> _SUPPLIED RECORDS_:
#[cfg(test)]
mod tests {
    use std::cell::{Cell, RefCell};
    use std::rc::Rc;

    use understory_event::Outcome;

    use super::*;
    use crate::error::ErrorKind;
    use crate::stage::tests::stage;

    fn record(stage: &mut Stage, id: NodeId, log: &Rc<RefCell<Vec<(NodeId, &'static str)>>>) {
        for (kind, label) in [
            (EventType::ADDED_TO_STAGE, "added"),
            (EventType::REMOVED_FROM_STAGE, "removed"),
        ] {
            let log = log.clone();
            stage
                .add_event_listener(id, kind, move |_, e| {
                    log.borrow_mut().push((e.target, label));
                    Outcome::Continue
                })
                .unwrap();
        }
    }

    #[test]
    fn insertion_order_and_index_shifts() {
        let mut stage = stage();
        let root = stage.root();
        let a = stage.create_shape();
        let b = stage.create_shape();
        let c = stage.create_shape();
        stage.add_child(root, a).unwrap();
        stage.add_child(root, b).unwrap();
        stage.add_child_at(root, c, 0).unwrap();

        assert_eq!(stage.children(root), [c, a, b]);
        assert_eq!(stage.get_child_index(root, a), Ok(1));
        assert_eq!(stage.num_children(root), 3);

        stage.remove_child_at(root, 0).unwrap();
        assert_eq!(stage.get_child_index(root, b), Ok(1));
        assert_eq!(stage.num_children(root), 2);
        assert_eq!(stage.parent(c), None);
    }

    #[test]
    fn reparenting_moves_the_child_once() {
        let mut stage = stage();
        let first = stage.create_sprite();
        let second = stage.create_sprite();
        let child = stage.create_shape();
        stage.add_child(first, child).unwrap();
        stage.add_child(second, child).unwrap();
        stage.add_child(second, child).unwrap();

        assert_eq!(stage.num_children(first), 0);
        assert_eq!(stage.children(second), [child]);
        assert_eq!(stage.parent(child), Some(second));
    }

    #[test]
    fn reparenting_survives_a_removal_listener_that_moves_the_child() {
        let mut stage = stage();
        let root = stage.root();
        let [a, b, c] = [
            stage.create_sprite(),
            stage.create_sprite(),
            stage.create_sprite(),
        ];
        for s in [a, b, c] {
            stage.add_child(root, s).unwrap();
        }
        let child = stage.create_shape();
        stage.add_child(a, child).unwrap();

        let moved = Rc::new(Cell::new(false));
        let flag = moved.clone();
        stage
            .add_event_listener(child, EventType::REMOVED_FROM_STAGE, move |stage, e| {
                if !flag.replace(true) {
                    stage.add_child(c, e.target).unwrap();
                }
                Outcome::Continue
            })
            .unwrap();
        stage.add_child(b, child).unwrap();

        assert!(moved.get());
        assert_eq!(stage.num_children(a), 0);
        assert_eq!(stage.children(b), [child]);
        assert_eq!(stage.num_children(c), 0);
        assert_eq!(stage.parent(child), Some(b));
        assert!(stage.is_on_stage(child));
    }

    #[test]
    fn rejected_insertions() {
        let mut stage = stage();
        let root = stage.root();
        let outer = stage.create_sprite();
        let inner = stage.create_sprite();
        let shape = stage.create_shape();
        stage.add_child(outer, inner).unwrap();

        assert_eq!(
            stage.add_child(outer, root),
            Err(DisplayError::StageAsChild)
        );
        assert_eq!(
            stage.add_child(outer, outer),
            Err(DisplayError::CyclicParent {
                parent: outer,
                child: outer
            })
        );
        assert_eq!(
            stage.add_child(inner, outer).map_err(|e| e.kind()),
            Err(ErrorKind::InvalidOperation)
        );
        assert_eq!(
            stage.add_child(shape, outer),
            Err(DisplayError::NotAContainer(shape))
        );
    }

    #[test]
    fn loaders_reject_generic_mutation() {
        let mut stage = stage();
        let loader = stage.create_loader();
        let shape = stage.create_shape();
        assert_eq!(
            stage.add_child(loader, shape),
            Err(DisplayError::LoaderChild)
        );
        assert_eq!(
            stage.add_child_at(loader, shape, 0),
            Err(DisplayError::LoaderChild)
        );
        assert_eq!(
            stage.remove_child_at(loader, 0),
            Err(DisplayError::LoaderChild)
        );
        assert_eq!(
            stage.swap_children_at(loader, 0, 0),
            Err(DisplayError::LoaderChild)
        );
        assert_eq!(stage.parent(shape), None);
    }

    #[test]
    fn lookup_errors() {
        let mut stage = stage();
        let root = stage.root();
        let stray = stage.create_shape();
        assert_eq!(
            stage.get_child_index(root, stray),
            Err(DisplayError::NotAChild {
                parent: root,
                child: stray
            })
        );
        assert_eq!(
            stage.remove_child_at(root, 3).map_err(|e| e.kind()),
            Err(ErrorKind::OutOfRange)
        );
        assert_eq!(
            stage.get_child_at(root, 0),
            Err(DisplayError::IndexOutOfRange { index: 0, len: 0 })
        );
    }

    #[test]
    fn stage_notifications_reach_the_subtree() {
        let mut stage = stage();
        let root = stage.root();
        let parent = stage.create_sprite();
        let child = stage.create_shape();
        stage.add_child(parent, child).unwrap();

        let log = Rc::new(RefCell::new(Vec::new()));
        record(&mut stage, parent, &log);
        record(&mut stage, child, &log);

        stage.add_child(root, parent).unwrap();
        assert_eq!(*log.borrow(), [(parent, "added"), (child, "added")]);
        log.borrow_mut().clear();

        stage.remove_child(root, parent).unwrap();
        assert_eq!(*log.borrow(), [(parent, "removed"), (child, "removed")]);
        log.borrow_mut().clear();

        // Off-stage moves are silent.
        let other = stage.create_sprite();
        stage.add_child(other, child).unwrap();
        assert!(log.borrow().is_empty());
    }

    #[test]
    fn reordering_is_silent() {
        let mut stage = stage();
        let root = stage.root();
        let log = Rc::new(RefCell::new(Vec::new()));
        let ids: Vec<_> = (0..3).map(|_| stage.create_shape()).collect();
        for &id in &ids {
            stage.add_child(root, id).unwrap();
            record(&mut stage, id, &log);
        }

        stage.set_child_index(root, ids[0], 2).unwrap();
        assert_eq!(stage.children(root), [ids[1], ids[2], ids[0]]);

        stage.swap_children_at(root, 0, 2).unwrap();
        assert_eq!(stage.children(root), [ids[0], ids[2], ids[1]]);
        stage.swap_children_at(root, 0, 2).unwrap();
        assert_eq!(stage.children(root), [ids[1], ids[2], ids[0]]);

        stage.swap_children(root, ids[1], ids[0]).unwrap();
        assert_eq!(stage.children(root), [ids[0], ids[2], ids[1]]);

        assert!(log.borrow().is_empty());
    }

    #[test]
    fn contains_and_names() {
        let mut stage = stage();
        let root = stage.root();
        let sprite = stage.create_sprite();
        let shape = stage.create_shape();
        stage.add_child(root, sprite).unwrap();
        stage.add_child(sprite, shape).unwrap();
        stage.set_name(shape, "hero").unwrap();

        assert!(stage.contains(root, shape));
        assert!(!stage.contains(sprite, sprite));
        assert!(!stage.contains(root, root));
        assert!(!stage.contains(shape, sprite));
        assert_eq!(stage.get_child_by_name(sprite, "hero"), Some(shape));
        assert_eq!(stage.get_child_by_name(root, "hero"), None);
        assert_eq!(stage.stage_of(shape), Some(root));

        stage.remove_child(root, sprite).unwrap();
        assert_eq!(stage.stage_of(shape), None);
    }
}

> _THE TASK_: The reply is to be an exact copy of the listing.

> _TASK SOLUTION_:
#[cfg(test)]
mod tests {
    use std::cell::{Cell, RefCell};
    use std::rc::Rc;

    use understory_event::Outcome;

    use super::*;
    use crate::error::ErrorKind;
    use crate::stage::tests::stage;

    fn record(stage: &mut Stage, id: NodeId, log: &Rc<RefCell<Vec<(NodeId, &'static str)>>>) {
        for (kind, label) in [
            (EventType::ADDED_TO_STAGE, "added"),
            (EventType::REMOVED_FROM_STAGE, "removed"),
        ] {
            let log = log.clone();
            stage
                .add_event_listener(id, kind, move |_, e| {
                    log.borrow_mut().push((e.target, label));
                    Outcome::Continue
                })
                .unwrap();
        }
    }

    #[test]
    fn insertion_order_and_index_shifts() {
        let mut stage = stage();
        let root = stage.root();
        let a = stage.create_shape();
        let b = stage.create_shape();
        let c = stage.create_shape();
        stage.add_child(root, a).unwrap();
        stage.add_child(root, b).unwrap();
        stage.add_child_at(root, c, 0).unwrap();

        assert_eq!(stage.children(root), [c, a, b]);
        assert_eq!(stage.get_child_index(root, a), Ok(1));
        assert_eq!(stage.num_children(root), 3);

        stage.remove_child_at(root, 0).unwrap();
        assert_eq!(stage.get_child_index(root, b), Ok(1));
        assert_eq!(stage.num_children(root), 2);
        assert_eq!(stage.parent(c), None);
    }

    #[test]
    fn reparenting_moves_the_child_once() {
        let mut stage = stage();
        let first = stage.create_sprite();
        let second = stage.create_sprite();
        let child = stage.create_shape();
        stage.add_child(first, child).unwrap();
        stage.add_child(second, child).unwrap();
        stage.add_child(second, child).unwrap();

        assert_eq!(stage.num_children(first), 0);
        assert_eq!(stage.children(second), [child]);
        assert_eq!(stage.parent(child), Some(second));
    }

    #[test]
    fn reparenting_survives_a_removal_listener_that_moves_the_child() {
        let mut stage = stage();
        let root = stage.root();
        let [a, b, c] = [
            stage.create_sprite(),
            stage.create_sprite(),
            stage.create_sprite(),
        ];
        for s in [a, b, c] {
            stage.add_child(root, s).unwrap();
        }
        let child = stage.create_shape();
        stage.add_child(a, child).unwrap();

        let moved = Rc::new(Cell::new(false));
        let flag = moved.clone();
        stage
            .add_event_listener(child, EventType::REMOVED_FROM_STAGE, move |stage, e| {
                if !flag.replace(true) {
                    stage.add_child(c, e.target).unwrap();
                }
                Outcome::Continue
            })
            .unwrap();
        stage.add_child(b, child).unwrap();

        assert!(moved.get());
        assert_eq!(stage.num_children(a), 0);
        assert_eq!(stage.children(b), [child]);
        assert_eq!(stage.num_children(c), 0);
        assert_eq!(stage.parent(child), Some(b));
        assert!(stage.is_on_stage(child));
    }

    #[test]
    fn rejected_insertions() {
        let mut stage = stage();
        let root = stage.root();
        let outer = stage.create_sprite();
        let inner = stage.create_sprite();
        let shape = stage.create_shape();
        stage.add_child(outer, inner).unwrap();

        assert_eq!(
            stage.add_child(outer, root),
            Err(DisplayError::StageAsChild)
        );
        assert_eq!(
            stage.add_child(outer, outer),
            Err(DisplayError::CyclicParent {
                parent: outer,
                child: outer
            })
        );
        assert_eq!(
            stage.add_child(inner, outer).map_err(|e| e.kind()),
            Err(ErrorKind::InvalidOperation)
        );
        assert_eq!(
            stage.add_child(shape, outer),
            Err(DisplayError::NotAContainer(shape))
        );
    }

    #[test]
    fn loaders_reject_generic_mutation() {
        let mut stage = stage();
        let loader = stage.create_loader();
        let shape = stage.create_shape();
        assert_eq!(
            stage.add_child(loader, shape),
            Err(DisplayError::LoaderChild)
        );
        assert_eq!(
            stage.add_child_at(loader, shape, 0),
            Err(DisplayError::LoaderChild)
        );
        assert_eq!(
            stage.remove_child_at(loader, 0),
            Err(DisplayError::LoaderChild)
        );
        assert_eq!(
            stage.swap_children_at(loader, 0, 0),
            Err(DisplayError::LoaderChild)
        );
        assert_eq!(stage.parent(shape), None);
    }

    #[test]
    fn lookup_errors() {
        let mut stage = stage();
        let root = stage.root();
        let stray = stage.create_shape();
        assert_eq!(
            stage.get_child_index(root, stray),
            Err(DisplayError::NotAChild {
                parent: root,
                child: stray
            })
        );
        assert_eq!(
            stage.remove_child_at(root, 3).map_err(|e| e.kind()),
            Err(ErrorKind::OutOfRange)
        );
        assert_eq!(
            stage.get_child_at(root, 0),
            Err(DisplayError::IndexOutOfRange { index: 0, len: 0 })
        );
    }

    #[test]
    fn stage_notifications_reach_the_subtree() {
        let mut stage = stage();
        let root = stage.root();
        let parent = stage.create_sprite();
        let child = stage.create_shape();
        stage.add_child(parent, child).unwrap();

        let log = Rc::new(RefCell::new(Vec::new()));
        record(&mut stage, parent, &log);
        record(&mut stage, child, &log);

        stage.add_child(root, parent).unwrap();
        assert_eq!(*log.borrow(), [(parent, "added"), (child, "added")]);
        log.borrow_mut().clear();

        stage.remove_child(root, parent).unwrap();
        assert_eq!(*log.borrow(), [(parent, "removed"), (child, "removed")]);
        log.borrow_mut().clear();

        // Off-stage moves are silent.
        let other = stage.create_sprite();
        stage.add_child(other, child).unwrap();
        assert!(log.borrow().is_empty());
    }

    #[test]
    fn reordering_is_silent() {
        let mut stage = stage();
        let root = stage.root();
        let log = Rc::new(RefCell::new(Vec::new()));
        let ids: Vec<_> = (0..3).map(|_| stage.create_shape()).collect();
        for &id in &ids {
            stage.add_child(root, id).unwrap();
            record(&mut stage, id, &log);
        }

        stage.set_child_index(root, ids[0], 2).unwrap();
        assert_eq!(stage.children(root), [ids[1], ids[2], ids[0]]);

        stage.swap_children_at(root, 0, 2).unwrap();
        assert_eq!(stage.children(root), [ids[0], ids[2], ids[1]]);
        stage.swap_children_at(root, 0, 2).unwrap();
        assert_eq!(stage.children(root), [ids[1], ids[2], ids[0]]);

        stage.swap_children(root, ids[1], ids[0]).unwrap();
        assert_eq!(stage.children(root), [ids[0], ids[2], ids[1]]);

        assert!(log.borrow().is_empty());
    }

    #[test]
    fn contains_and_names() {
        let mut stage = stage();
        let root = stage.root();
        let sprite = stage.create_sprite();
        let shape = stage.create_shape();
        stage.add_child(root, sprite).unwrap();
        stage.add_child(sprite, shape).unwrap();
        stage.set_name(shape, "hero").unwrap();

        assert!(stage.contains(root, shape));
        assert!(!stage.contains(sprite, sprite));
        assert!(!stage.contains(root, root));
        assert!(!stage.contains(shape, sprite));
        assert_eq!(stage.get_child_by_name(sprite, "hero"), Some(shape));
        assert_eq!(stage.get_child_by_name(root, "hero"), None);
        assert_eq!(stage.stage_of(shape), Some(root));

        stage.remove_child(root, sprite).unwrap();
        assert_eq!(stage.stage_of(shape), None);
    }
}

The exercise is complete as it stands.